When I think back on that time, I remember viscerally the feeling of struggle. The internal turmoil, the outrage, the not-enough-ness of it all — the work wasn’t enough, the pay wasn’t enough, maybe I wasn’t enough. I felt unsatisfied, constantly striving for something but always hitting roadblocks. It was like my ambition was too big for my body and I needed to expand to make it fit but couldn’t.
As the years went on, my ambition changed shape — I did some really cool work, traveled a lot, met a ton of interesting people — and I felt like a person with a very cool job who was, maybe, reaching her potential. But I was still always struggling — real struggling-to-survive stuff, like making enough money to pay my bills or getting a job that offered health benefits. The “ambition” part of me may have been somewhat soothed, but the “survival” part wasn’t. So I was still unsatisfied and constantly striving.
Now, in my late 30s, with a toddler, a mortgage, and a spouse, my impulse to strive — my ambition — is threadbare. It’s not that I’m not committed or hard-working or even interested in working — I’m all of those things! But that hungry gnawing? It’s in hibernation. I’d just like to do some work that’s meaningful to me, makes a positive impact on my community, and feeds my family. I don’t need a Pulitzer (ha) or even a big scoop quite frankly. I’d just like to have enough and be fine with that.
Ambition + style
So what does this have to do with clothes. Well, one of the questions asked in the book “Women in Clothes” is: “How does how you dress play into your ambitions for yourself?”
I was in a major fashion-girl era in my 20s — I had a style blog, I was creative enough to (almost) never repeat an outfit, and I did my own thing and never followed trends. As far as the link between my ambition and my style, both were at their peak. I “dressed for the job I wanted” in the sense that I dressed as big and bold as I wanted my career to be.

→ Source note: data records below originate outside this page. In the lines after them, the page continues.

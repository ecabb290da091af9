//! Audio capture, decoding and playback
//!
//! This module provides:
//! - Chunk decoding from s16le PCM to normalized amplitude
//! - Capture devices that push chunks into a recording session
//! - WAV file naming and writing via hound
//! - The player interface polled by playback sync
//! - Audible playback through cpal (the `audio-output` feature)

pub mod decoder;

mod capture;
#[cfg(feature = "audio-output")]
mod output;
mod playback;
mod recorder;

pub use capture::{CaptureDevice, ChunkSink, ReaderCapture};
pub(crate) use capture::SinkMessage;
#[cfg(feature = "audio-output")]
pub use output::{read_mono_samples, OutputHandle, OutputPlayer};
pub use playback::{ClockHandle, ClockPlayer, Player, PlayerHandle};
pub use recorder::WavRecorder;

As I’ve been writing this newsletter over the past year, I’ve oscillated between yearning for those fashion glory days and searching for a “new me” who dresses for the job she has, which is busy working mom. What I’ve come to discover is, while I still like getting dressed and thinking about my style, I care less about it now than I did a decade ago. In this season of my life, what I want more than great outfits are time and ease — time to rest and do things that fill my cup, and anything that eases my anxious mind. I want to strip away the things that create unnecessary friction, and that includes spending more than a few minutes getting ready for my day.
So I want to try something: I’ve railed against and resisted the idea of a “uniform” for years, but lately it’s been appealing to me more and more. I saw a post on Instagram from a working mom who said she swears by a 3-3-3 capsule collection — three bottoms, three tops, and three pairs of shoes that she rotates and remixes every day. This spoke to me! I can choose the things that are most comfortable and attractive to me for that season, and then reach for them every day without worrying about ignoring my other clothes or putting together a fresh outfit.
I may hate this. And maybe it will be bad for me. Maybe dressing so cute in my 20s is the reason I had such an exciting career — maybe my outfits motivated me to keep striving, and maybe striving was a good thing. Or I may find I have more time for reading or dancing or going to the dog park while my son is sleeping. And that? That I would like. I’ll keep you posted.